The Pap test is a routine screening test used to find abnormal cell changes of the cervix and to screen for cervical cancer. Regular Pap test screening is the most important tool in finding and treating cervical cell changes before they progress to cervical cancer.
The recommended Pap test schedule is based on your age and things that increase your risk. Talk to your doctor about how often to have this test.
Tests to confirm a diagnosis of cervical cancer include:
- A colposcopy and cervical biopsy. This test can find out whether and where cancer cells are on the surface of the cervix.
- An endocervical biopsy (or curettage). This test is to find out whether cancer cells are in the cervical canal.
- A cone biopsy or loop electrosurgical excision procedure (LEEP). These tests are sometimes recommended to remove cervical tissue for examination under a microscope.

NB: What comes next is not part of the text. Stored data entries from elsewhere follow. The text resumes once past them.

#[derive(Default)]
struct QueueState {
    list: Vec<Gop>,
    finished: VecDeque<Gop>,
    failed: Vec<Gop>,
    left: usize,
    submitted: usize,
    completed: usize,
    finished_submission: bool,
    failure_cb: Option<FailureCallback>,
    retries: u32,
    retry_limit: u32,
    last_failure: Option<OpStatus>,
}

#[doc(hidden)]
#[derive(Default)]
pub struct GopState {
    user_id: i64,
    status: OpStatus,
    completed: bool,
    started: bool,
    auto_destroy: bool,
    handed_out: bool,
    freed: bool,
    mode: ExecMode,
    callbacks: Vec<Callback>,
    queue: Option<QueueState>,
}

impl GopState {
    fn is_done(&self) -> bool {
        match &self.queue {
            Some(q) => q.left == 0,
            None => self.completed,
        }
    }

    fn aggregate_status(&self) -> OpStatus {
        if self.completed {
            return self.status;
        }
        match &self.queue {
            Some(q) if !q.failed.is_empty() => {
                q.last_failure.unwrap_or(OpStatus::FAILURE)
            }
            Some(q) if q.left == 0 => OpStatus::SUCCESS,
            _ => self.status,
        }
    }
}

// Work found while locks were held, run once every lock is released
enum Deferred {
    Attach { queue: Gop, child: Gop },
    Destroy(Gop),
}

pub(crate) struct GopInner {
    id: GopId,
    is_queue: bool,
    control: ControlHandle<GopState>,
    executor: Option<Arc<dyn Executor>>,
    cmd: Option<CommandOp>,
    log: Logger,
}

/// A handle to an operation or a queue. Clones refer to the same operation.
#[derive(Clone)]
pub struct Gop(Arc<GopInner>);
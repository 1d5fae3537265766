// Copyright 2020 Joyent, Inc.

// Fakes shared by the portal integration tests: an in-memory transport whose
// connections echo back whatever is written to them, and a few commands.

#![allow(dead_code)]

use std::io::{self, Read, Write};
use std::sync::atomic::{AtomicBool, AtomicI64, AtomicUsize, Ordering};
use std::sync::mpsc::{channel, Receiver, RecvTimeoutError, Sender};
use std::sync::{Arc, Mutex};
use std::thread;
use std::time::Duration;

use slog::{o, Drain, Logger};

use gop::command::{Command, ConnectContext, TaskQueue};
use gop::gop::Gop;
use gop::netstream::NetStream;
use gop::portal::Transport;
use gop::status::OpStatus;

const READ_TIMEOUT: Duration = Duration::from_secs(5);

pub fn test_logger() -> Logger {
    let plain = slog_term::PlainSyncDecorator::new(std::io::stdout());
    Logger::root(
        Mutex::new(slog_term::FullFormat::new(plain).build()).fuse(),
        o!("build-id" => "0.1.0"),
    )
}

struct LoopWriter(Sender<Vec<u8>>);

impl Write for LoopWriter {
    fn write(&mut self, buf: &[u8]) -> io::Result<usize> {
        self.0
            .send(buf.to_vec())
            .map_err(|_| io::Error::from(io::ErrorKind::BrokenPipe))?;
        Ok(buf.len())
    }

    fn flush(&mut self) -> io::Result<()> {
        Ok(())
    }
}

struct LoopReader {
    rx: Receiver<Vec<u8>>,
    buf: Vec<u8>,
}

impl Read for LoopReader {
    fn read(&mut self, out: &mut [u8]) -> io::Result<usize> {
        while self.buf.is_empty() {
            match self.rx.recv_timeout(READ_TIMEOUT) {
                Ok(chunk) => self.buf = chunk,
                Err(RecvTimeoutError::Timeout) => {
                    return Err(io::Error::from(io::ErrorKind::TimedOut))
                }
                Err(RecvTimeoutError::Disconnected) => return Ok(0),
            }
        }
        let n = out.len().min(self.buf.len());
        out[..n].copy_from_slice(&self.buf[..n]);
        self.buf.drain(..n);
        Ok(n)
    }
}

/// A transport whose connections are in-memory loopbacks
#[derive(Default)]
pub struct LoopbackTransport {
    pub live: AtomicI64,
    pub max_live: AtomicI64,
    pub connects: AtomicUsize,
    pub fail_connect: AtomicBool,
    pub connect_delay: Duration,
    pub unresolvable: Vec<String>,
}

impl LoopbackTransport {
    pub fn new() -> Self {
        LoopbackTransport::default()
    }

    pub fn with_connect_delay(delay: Duration) -> Self {
        LoopbackTransport {
            connect_delay: delay,
            ..LoopbackTransport::default()
        }
    }

    pub fn with_unresolvable(hosts: &[&str]) -> Self {
        LoopbackTransport {
            unresolvable: hosts.iter().map(|h| h.to_string()).collect(),
            ..LoopbackTransport::default()
        }
    }

    pub fn max_live(&self) -> i64 {
        self.max_live.load(Ordering::SeqCst)
    }

    pub fn connects(&self) -> usize {
        self.connects.load(Ordering::SeqCst)
    }
}

impl Transport for LoopbackTransport {
    fn connect(
        &self,
        stream: &NetStream,
        _ctx: &ConnectContext,
        _host: &str,
        _port: u16,
        _timeout: Duration,
    ) -> OpStatus {
        self.connects.fetch_add(1, Ordering::SeqCst);
        if self.connect_delay > Duration::from_secs(0) {
            thread::sleep(self.connect_delay);
        }
        if self.fail_connect.load(Ordering::SeqCst) {
            return OpStatus::CANT_CONNECT;
        }

        let (tx, rx) = channel();
        stream.attach(
            LoopReader {
                rx,
                buf: Vec::new(),
            },
            LoopWriter(tx),
        );
        let live = self.live.fetch_add(1, Ordering::SeqCst) + 1;
        self.max_live.fetch_max(live, Ordering::SeqCst);
        OpStatus::SUCCESS
    }

    fn close_connection(&self, stream: &NetStream) {
        if stream.is_connected() {
            self.live.fetch_sub(1, Ordering::SeqCst);
        }
        stream.close();
    }

    fn resolve(&self, host: &str, _port: u16) -> bool {
        !self.unresolvable.iter().any(|h| h == host)
    }
}

/// Writes its number on a line and expects to read the same number back.
/// Every number read is recorded in `seen`.
pub struct Echo {
    pub n: usize,
    pub seen: Arc<Mutex<Vec<usize>>>,
    pub delay: Duration,
}

impl Echo {
    pub fn new(n: usize, seen: &Arc<Mutex<Vec<usize>>>) -> Self {
        Echo {
            n,
            seen: seen.clone(),
            delay: Duration::from_millis(0),
        }
    }

    pub fn slow(n: usize, seen: &Arc<Mutex<Vec<usize>>>, delay: Duration) -> Self {
        Echo {
            n,
            seen: seen.clone(),
            delay,
        }
    }
}

impl Command for Echo {
    fn send_phase(&self, _op: &Gop, ns: &NetStream) -> OpStatus {
        match ns.write_all(format!("{}\n", self.n).as_bytes()) {
            Ok(()) => OpStatus::SUCCESS,
            Err(_) => OpStatus::DEAD,
        }
    }

    fn recv_phase(&self, _op: &Gop, ns: &NetStream) -> OpStatus {
        thread::sleep(self.delay);
        let line = match ns.read_line() {
            Ok(line) => line,
            Err(_) => return OpStatus::DEAD,
        };
        match line.trim().parse::<usize>() {
            Ok(got) => {
                self.seen.lock().unwrap().push(got);
                if got == self.n {
                    OpStatus::SUCCESS
                } else {
                    OpStatus::FAILURE
                }
            }
            Err(_) => OpStatus::FAILURE,
        }
    }
}

/// Reports a dead connection for the first `deaths` receives across all
/// instances sharing the counter, then succeeds.
pub struct DiesOnce {
    pub deaths: Arc<AtomicUsize>,
}

impl Command for DiesOnce {
    fn recv_phase(&self, _op: &Gop, _ns: &NetStream) -> OpStatus {
        let left = self.deaths.load(Ordering::SeqCst);
        if left > 0 {
            self.deaths.fetch_sub(1, Ordering::SeqCst);
            OpStatus::DEAD
        } else {
            OpStatus::SUCCESS
        }
    }
}

/// Absorbs every other queued task before it executes and reports `status`
/// for the whole batch.
pub struct Batched {
    pub status: OpStatus,
    pub round_trips: Arc<AtomicUsize>,
}

impl Command for Batched {
    fn recv_phase(&self, _op: &Gop, _ns: &NetStream) -> OpStatus {
        self.round_trips.fetch_add(1, Ordering::SeqCst);
        self.status
    }

    fn before_exec(&self, op: &Gop, queue: &mut TaskQueue) {
        let cmd = match op.command() {
            Some(cmd) => cmd,
            None => return,
        };
        let mut idx = 0;
        while let Some(next) = queue.get(idx) {
            if Gop::ptr_eq(next, op) {
                idx += 1;
                continue;
            }
            if let Some(sibling) = queue.remove(idx) {
                cmd.coalesce(sibling);
            }
        }
    }
}

/// Signals `started` when its receive phase begins, then waits `hold`.
pub struct Held {
    pub started: Mutex<Option<Sender<()>>>,
    pub hold: Duration,
}

impl Command for Held {
    fn recv_phase(&self, _op: &Gop, _ns: &NetStream) -> OpStatus {
        if let Some(tx) = self.started.lock().unwrap().take() {
            let _ = tx.send(());
        }
        thread::sleep(self.hold);
        OpStatus::SUCCESS
    }
}
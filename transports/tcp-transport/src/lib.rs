// Copyright 2020 Joyent, Inc.

//! A TCP [`Transport`](../gop/portal/trait.Transport.html) for gop portal
//! contexts, plus a simple line-oriented command.

use std::io;
use std::net::{Shutdown, SocketAddr, TcpStream, ToSocketAddrs};
use std::sync::{Arc, Mutex};
use std::time::Duration;

use backoff::{ExponentialBackoff, Operation};
use slog::{debug, error, o, warn, Drain, Logger};

use gop::command::{Command, ConnectContext};
use gop::gop::Gop;
use gop::netstream::NetStream;
use gop::portal::Transport;
use gop::status::OpStatus;

/// Connects to `host:port` over TCP, retrying with exponential backoff until
/// the portal's connect timeout runs out.
#[derive(Debug)]
pub struct TcpTransport {
    read_timeout: Option<Duration>,
    log: Logger,
}

impl TcpTransport {
    pub fn new(log: Option<Logger>) -> Self {
        TcpTransport {
            read_timeout: None,
            log: log.unwrap_or_else(|| {
                Logger::root(slog_stdlog::StdLog.fuse(), o!())
            }),
        }
    }

    /// Fail reads that wait longer than `timeout`. A command sees the
    /// failure as a `timeout` status.
    pub fn read_timeout(mut self, timeout: Duration) -> Self {
        self.read_timeout = Some(timeout);
        self
    }

    fn open(
        &self,
        addrs: &[SocketAddr],
        timeout: Duration,
    ) -> io::Result<TcpStream> {
        let mut last = io::Error::from(io::ErrorKind::AddrNotAvailable);
        for addr in addrs {
            match TcpStream::connect_timeout(addr, timeout) {
                Ok(stream) => return Ok(stream),
                Err(e) => last = e,
            }
        }
        Err(last)
    }
}

impl Default for TcpTransport {
    fn default() -> Self {
        TcpTransport::new(None)
    }
}

impl Transport for TcpTransport {
    fn connect(
        &self,
        stream: &NetStream,
        _ctx: &ConnectContext,
        host: &str,
        port: u16,
        timeout: Duration,
    ) -> OpStatus {
        let addrs: Vec<SocketAddr> = match (host, port).to_socket_addrs() {
            Ok(addrs) => addrs.collect(),
            Err(e) => {
                warn!(self.log, "unable to resolve {}:{}: {}", host, port, e);
                return OpStatus::INVALID_HOST;
            }
        };

        let mut backoff = ExponentialBackoff {
            max_elapsed_time: Some(timeout),
            ..ExponentialBackoff::default()
        };
        let mut op = || {
            debug!(self.log, "attempting to connect with retry...";
                "host" => host, "port" => port);
            self.open(&addrs, timeout).map_err(|e| {
                error!(self.log, "Retrying connection : {}", e);
                backoff::Error::Transient(e)
            })
        };

        let tcp = match op.retry(&mut backoff) {
            Ok(tcp) => tcp,
            Err(_) => return OpStatus::CANT_CONNECT,
        };

        let halves = tcp
            .set_read_timeout(self.read_timeout)
            .and_then(|_| tcp.set_nodelay(true))
            .and_then(|_| Ok((tcp.try_clone()?, tcp.try_clone()?)));
        match halves {
            Ok((reader, control)) => {
                stream.attach(reader, tcp);
                // Wakes a send thread stuck writing to a peer that stopped
                // reading, so close never waits on it
                stream.on_close(move || {
                    let _ = control.shutdown(Shutdown::Both);
                });
                OpStatus::SUCCESS
            }
            Err(e) => {
                error!(self.log, "unable to set up connection: {}", e);
                OpStatus::CANT_CONNECT
            }
        }
    }
}

/// The shared slot a [`LineCommand`](struct.LineCommand.html) stores its
/// reply in
pub type Reply = Arc<Mutex<Option<String>>>;

/// Writes one line and reads one line back
#[derive(Debug)]
pub struct LineCommand {
    request: String,
    reply: Reply,
}

impl LineCommand {
    pub fn new<S: Into<String>>(request: S) -> Self {
        LineCommand {
            request: request.into(),
            reply: Arc::new(Mutex::new(None)),
        }
    }

    pub fn reply(&self) -> Reply {
        self.reply.clone()
    }
}

impl Command for LineCommand {
    fn send_phase(&self, _op: &Gop, ns: &NetStream) -> OpStatus {
        let mut line = self.request.clone();
        line.push('\n');
        match ns.write_all(line.as_bytes()) {
            Ok(()) => OpStatus::SUCCESS,
            Err(_) => OpStatus::DEAD,
        }
    }

    fn recv_phase(&self, _op: &Gop, ns: &NetStream) -> OpStatus {
        match ns.read_line() {
            Ok(line) => {
                *self.reply.lock().unwrap() = Some(line);
                OpStatus::SUCCESS
            }
            Err(ref e)
                if e.kind() == io::ErrorKind::TimedOut
                    || e.kind() == io::ErrorKind::WouldBlock =>
            {
                OpStatus::TIMEOUT
            }
            Err(_) => OpStatus::DEAD,
        }
    }
}
impl<T> HostPortal<T>
where
    T: Transport,
{
    pub fn new(
        ctx: &ContextShared<T>,
        key: &str,
        connect_context: &ConnectContext,
        min_conn: i64,
        max_conn: i64,
        dt_connect: Duration,
    ) -> Arc<Self> {
        let (host, port) = split_hostport(key);
        let log = ctx.log.new(o!("host" => key.to_string()));
        let invalid_host = !ctx.transport.resolve(&host, port);
        if invalid_host {
            info!(log, "unable to resolve host");
        }

        Arc::new(HostPortal {
            key: key.to_string(),
            host,
            port,
            connect_context: ctx.transport.dup_connect_context(connect_context),
            context: ctx.me.clone(),
            data: Mutex::new(PortalData {
                budget: ConnectionBudget::new(min_conn, max_conn, invalid_host),
                queue: TaskQueue::new(),
                executing_workload: 0,
                connections: Vec::new(),
                closed: Vec::new(),
                direct: Vec::new(),
                dt_connect,
                closing_conn: 0,
                failed_conn_attempts: 0,
                successful_conn_attempts: 0,
                abort_conn_attempts: ctx.config.abort_conn_attempts,
                cmds_processed: 0,
            }),
            cond: Condvar::new(),
            log,
        })
    }

    pub fn lock(&self) -> MutexGuard<PortalData<T>> {
        self.data.lock().unwrap()
    }

    pub fn try_lock(&self) -> Option<MutexGuard<PortalData<T>>> {
        self.data.try_lock().ok()
    }

    pub fn wait<'a>(
        &self,
        g: MutexGuard<'a, PortalData<T>>,
        timeout: Duration,
    ) -> MutexGuard<'a, PortalData<T>> {
        self.cond.wait_timeout(g, timeout).unwrap().0
    }

    pub fn signal(&self) {
        self.cond.notify_all();
    }

    pub fn invalid_host(&self) -> bool {
        self.lock().budget.invalid_host
    }

    /// Add `op` to the queue, at the front if `top`. The command's on-submit
    /// hook runs with the lock held.
    pub fn enqueue_locked(&self, data: &mut PortalData<T>, op: Gop, top: bool) {
        if top {
            data.queue.push_front(op.clone());
        } else {
            data.queue.push_back(op.clone());
        }
        if let Some(cmd) = op.command() {
            cmd.handler().on_submit(&op, &mut data.queue);
        }
        self.cond.notify_all();
    }

    /// Take the next task off the queue. The command's before-exec hook runs
    /// first so it can coalesce queued neighbours.
    pub fn dequeue_locked(&self, data: &mut PortalData<T>) -> Option<Gop> {
        let op = data.queue.front()?.clone();
        if let Some(cmd) = op.command() {
            cmd.handler().before_exec(&op, &mut data.queue);
        }
        data.queue.remove_op(&op);
        Some(op)
    }

    /// Empty the queue and complete every task with `status`.
    pub fn fail_tasks(&self, status: OpStatus) {
        let failed = {
            let mut data = self.lock();
            let mut failed = Vec::with_capacity(data.queue.len());
            while let Some(op) = self.dequeue_locked(&mut data) {
                failed.push(op);
            }
            failed
        };
        if !failed.is_empty() {
            info!(self.log, "failing queued tasks";
                "count" => failed.len(), "status" => %status);
        }
        for op in failed {
            op.mark_completed(status);
        }
    }

    /// Run the admission control loop and spawn whatever connections it
    /// asks for.
    pub fn check_connections(self: &Arc<Self>) {
        let ctx = match self.context.upgrade() {
            Some(ctx) => ctx,
            None => return,
        };
        if ctx.is_shutting_down() {
            return;
        }

        let n = {
            let mut data = self.lock();
            let workload = data.queue.workload() + data.executing_workload;
            let queued = data.queue.len();
            data.budget.connections_needed(
                queued,
                workload,
                ctx.config.max_workload,
                ctx.config.wait_stable_time,
                Instant::now(),
            )
        };

        if n > 0 {
            debug!(self.log, "opening connections"; "count" => n);
        }
        for _ in 0..n {
            self.spawn_connection(&ctx);
        }
    }

    fn spawn_connection(self: &Arc<Self>, ctx: &ContextShared<T>) {
        if ctx.running_connections() >= ctx.config.max_connections {
            if let Some(hc) = ctx.find_connection_to_close() {
                debug!(self.log, "connection limit reached, closing one";
                    "conn" => hc.id());
                hc.close(true);
            }
        }

        if let Err(e) = HostConnection::create(self, ctx) {
            error!(self.log, "unable to create connection: {}", e);
        }
    }

    /// Join the threads of connections that have exited. In quick mode a
    /// connection still being closed by someone else is left for the next
    /// pass.
    pub fn reap(&self, quick: bool) {
        let closed = mem::take(&mut self.lock().closed);
        if closed.is_empty() {
            return;
        }

        let mut busy = Vec::new();
        for hc in closed {
            if hc.ready_to_reap(quick) {
                hc.join_recv();
                trace!(self.log, "reaped connection"; "conn" => hc.id());
            } else {
                busy.push(hc);
            }
        }

        if !busy.is_empty() {
            self.lock().closed.extend(busy);
        }
    }

    pub fn is_unused(&self) -> bool {
        let data = self.lock();
        data.budget.n_conn == 0
            && data.closing_conn == 0
            && data.queue.is_empty()
            && data.direct.is_empty()
            && data.closed.is_empty()
            && data.connections.is_empty()
    }

    /// Remove dedicated sub-portals that are no longer in use.
    pub fn compact_direct(&self, transport: &T) {
        let direct = mem::take(&mut self.lock().direct);
        let mut kept = Vec::with_capacity(direct.len());
        for shp in direct {
            shp.reap(true);
            if shp.is_unused() {
                shp.destroy(transport);
            } else {
                kept.push(shp);
            }
        }
        let mut data = self.lock();
        kept.append(&mut data.direct);
        data.direct = kept;
    }

    /// Find an idle dedicated sub-portal and queue `op` on it. Returns the
    /// op back if none is free.
    pub fn submit_to_idle_direct(&self, op: Gop) -> Result<Arc<Self>, Gop> {
        let data = self.lock();
        for shp in data.direct.iter() {
            let mut sdata = match shp.try_lock() {
                Some(sdata) => sdata,
                None => continue,
            };
            if !sdata.queue.is_empty() {
                continue;
            }
            let idle = match sdata.connections.first() {
                Some(hc) => hc.is_idle(),
                None => true,
            };
            if idle {
                shp.enqueue_locked(&mut sdata, op, true);
                return Ok(shp.clone());
            }
        }
        Err(op)
    }

    pub fn add_direct(&self, shp: Arc<Self>) {
        self.lock().direct.push(shp);
    }

    /// Shutdown, first pass: wait for starting connections to register, fail
    /// the queue with `error` and ask every connection to stop.
    pub fn request_shutdown(&self) {
        let tasks = {
            let mut data = loop {
                let data = self.lock();
                if data.connections.len() as i64 >= data.budget.n_conn {
                    break data;
                }
                drop(data);
                thread::sleep(SETTLE_POLL);
            };
            for hc in data.connections.iter() {
                hc.request_stop();
            }
            self.cond.notify_all();
            let tasks = data.queue.drain();
            tasks
        };
        for op in tasks {
            op.mark_completed(OpStatus::ERROR);
        }
    }

    /// Shutdown, second pass: wait for every connection to exit, shut down
    /// the dedicated sub-portals and release everything.
    pub fn shutdown(&self, transport: &T) {
        loop {
            {
                let data = self.lock();
                if data.closing_conn == 0 && data.budget.n_conn == 0 {
                    break;
                }
                trace!(self.log, "waiting for connections to close";
                    "closing" => data.closing_conn,
                    "n_conn" => data.budget.n_conn);
            }
            thread::sleep(SETTLE_POLL);
        }

        let direct = mem::take(&mut self.lock().direct);
        for shp in direct {
            shp.request_shutdown();
            shp.shutdown(transport);
        }

        let remaining = mem::take(&mut self.lock().connections);
        for hc in remaining {
            hc.close(false);
        }

        self.destroy(transport);
    }

    pub fn destroy(&self, transport: &T) {
        self.reap(false);
        transport.destroy_connect_context(self.connect_context.clone());
        debug!(self.log, "host portal destroyed";
            "commands_processed" => self.lock().cmds_processed);
    }

    pub fn stats(&self) -> PortalStats {
        let data = self.lock();
        PortalStats {
            intended_connections: count(data.budget.n_conn),
            live_connections: count(data.connections.len() as i64),
            closed_connections: count(data.closed.len() as i64),
            sleeping_connections: count(data.budget.sleeping_conn),
            stable_connections: data.budget.stable_conn,
            queued_tasks: data.queue.len(),
            queued_workload: data.queue.workload(),
            executing_workload: data.executing_workload,
            dedicated_portals: data.direct.len(),
            successful_connects: data.successful_conn_attempts.max(0) as u64,
            failed_connects: data.failed_conn_attempts.max(0) as u64,
            commands_processed: data.cmds_processed,
            invalid_host: data.budget.invalid_host,
        }
    }

    pub fn set_limits(&self, min_conn: i64, max_conn: i64, dt: Duration) {
        let mut data = self.lock();
        data.budget.min_conn = min_conn;
        data.budget.max_conn = max_conn;
        data.budget.stable_conn = max_conn;
        data.dt_connect = dt;
    }
}

fn count(n: i64) -> ConnectionCount {
    ConnectionCount::from(n.max(0) as u32)
}

#[cfg(test)]
mod test {
    use super::*;

    use quickcheck::{quickcheck, Arbitrary, Gen};

    const WAIT_STABLE: Duration = Duration::from_secs(15);

    #[derive(Clone, Debug)]
    struct BudgetInput {
        budget: ConnectionBudget,
        queued: usize,
        workload: i64,
        ceiling: i64,
        paused: bool,
    }

    impl Arbitrary for BudgetInput {
        fn arbitrary<G: Gen>(g: &mut G) -> Self {
            let max_conn = i64::from(u8::arbitrary(g) % 8) + 1;
            let min_conn = i64::from(u8::arbitrary(g)) % (max_conn + 1);
            let n_conn = i64::from(u8::arbitrary(g)) % (max_conn + 1);
            let stable_conn = i64::from(u8::arbitrary(g)) % (max_conn + 1);
            let sleeping_conn = i64::from(u8::arbitrary(g) % 3);
            BudgetInput {
                budget: ConnectionBudget {
                    n_conn,
                    stable_conn,
                    min_conn,
                    max_conn,
                    sleeping_conn,
                    pause_until: None,
                    invalid_host: bool::arbitrary(g) && bool::arbitrary(g),
                },
                queued: usize::from(u8::arbitrary(g) % 50),
                workload: i64::from(u16::arbitrary(g)),
                ceiling: i64::from(u8::arbitrary(g)) + 1,
                paused: bool::arbitrary(g),
            }
        }
    }

    fn run(input: &BudgetInput) -> (ConnectionBudget, i64) {
        let now = Instant::now();
        let mut budget = input.budget.clone();
        if input.paused {
            budget.pause_until = Some(now + WAIT_STABLE);
        }
        let n = budget.connections_needed(
            input.queued,
            input.workload,
            input.ceiling,
            WAIT_STABLE,
            now,
        );
        (budget, n)
    }

    #[test]
    fn workload_ceiling_caps_connections() {
        let mut budget = ConnectionBudget::new(1, 4, false);
        let now = Instant::now();

        // The first pass only brings the portal up to its minimum
        assert_eq!(budget.connections_needed(45, 45, 10, WAIT_STABLE, now), 1);
        assert_eq!(budget.n_conn, 1);

        // 45 units against a ceiling of 10 wants 5 connections, capped at 4
        let mut passes = 0;
        while budget.n_conn < 4 && passes < 10 {
            let n = budget.connections_needed(45, 45, 10, WAIT_STABLE, now);
            assert!(n >= 0);
            assert!(budget.n_conn <= 4);
            passes += 1;
        }
        assert_eq!(budget.n_conn, 4);
        assert_eq!(budget.connections_needed(45, 45, 10, WAIT_STABLE, now), 0);
        assert_eq!(budget.n_conn, 4);
    }

    #[test]
    fn empty_queue_needs_nothing() {
        let mut budget = ConnectionBudget::new(2, 4, true);
        assert_eq!(
            budget.connections_needed(0, 100, 10, WAIT_STABLE, Instant::now()),
            0
        );
    }

    #[test]
    fn stable_floor_rises_one_at_a_time() {
        let mut budget = ConnectionBudget::new(1, 4, false);
        budget.stable_conn = 1;
        budget.n_conn = 1;
        let now = Instant::now();

        assert_eq!(budget.connections_needed(40, 40, 10, WAIT_STABLE, now), 1);
        assert_eq!(budget.stable_conn, 2);
        assert_eq!(budget.n_conn, 2);

        // Paused until the stability interval passes
        assert_eq!(budget.connections_needed(40, 40, 10, WAIT_STABLE, now), 0);
        let later = now + WAIT_STABLE + Duration::from_secs(1);
        assert_eq!(budget.connections_needed(40, 40, 10, WAIT_STABLE, later), 1);
        assert_eq!(budget.stable_conn, 3);
    }

    #[test]
    fn invalid_host_gets_one_sink() {
        let mut budget = ConnectionBudget::new(3, 4, true);
        let now = Instant::now();
        assert_eq!(budget.connections_needed(10, 10, 1, WAIT_STABLE, now), 1);
        assert_eq!(budget.connections_needed(10, 10, 1, WAIT_STABLE, now), 0);
    }

    quickcheck! {
        fn prop_never_exceeds_max(input: BudgetInput) -> bool {
            let (budget, n) = run(&input);
            n >= 0
                && (n == 0 || budget.n_conn <= budget.max_conn.max(1))
                && budget.n_conn == input.budget.n_conn + n
        }

        fn prop_one_connection_per_pass_while_cooling(input: BudgetInput) -> bool {
            let (_, n) = run(&input);
            input.budget.sleeping_conn == 0 || n <= 1
        }

        fn prop_invalid_host_single_sink(input: BudgetInput) -> bool {
            let (_, n) = run(&input);
            if !input.budget.invalid_host {
                return true;
            }
            if input.queued > 0 && input.budget.n_conn == 0 {
                n == 1
            } else {
                n == 0
            }
        }
    }
}
use crate::error::Error;
use crate::gop::Gop;
use crate::netstream::NetStream;
use crate::portal::host_portal::HostPortal;
use crate::portal::types::{CloseState, ShutdownRequest, Startup};
use crate::portal::{ContextShared, Transport};
use crate::status::{OpStatus, StatusKind};

static NEXT_CONNECTION_ID: AtomicU64 = AtomicU64::new(1);

// Longest a send thread waits on an empty queue before re-checking its state
const QUEUE_POLL: Duration = Duration::from_secs(1);
const REAP_POLL: Duration = Duration::from_millis(10);

struct ConnectionData {
    pending: VecDeque<Gop>,
    curr_workload: i64,
    current: Option<Gop>,
    shutdown: ShutdownRequest,
    startup: Startup,
    close_state: CloseState,
    send_down: bool,
    connect_ok: bool,
    start_stable: i64,
    cmd_count: u64,
    last_used: Instant,
    send_thread: Option<thread::JoinHandle<()>>,
    recv_thread: Option<thread::JoinHandle<()>>,
}

pub(crate) struct HostConnection<T: Transport> {
    id: u64,
    portal: Arc<HostPortal<T>>,
    stream: NetStream,
    data: Mutex<ConnectionData>,
    send_cond: Condvar,
    recv_cond: Condvar,
    log: Logger,
}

Tests to find out the stage and treatment
Tests to find the extent (stage) of cervical cancer include:
- A chest X-ray to check your lungs.
- A CT scan, which uses X-rays to look inside the body.
- An ultrasound, which uses sound waves to check internal tissues and organs.
- An MRI, which uses magnets to see inside the body.
- A PET scan to check for cancer that has spread (metastasized) to other parts of the body.
- A biopsy using fine-needle aspiration.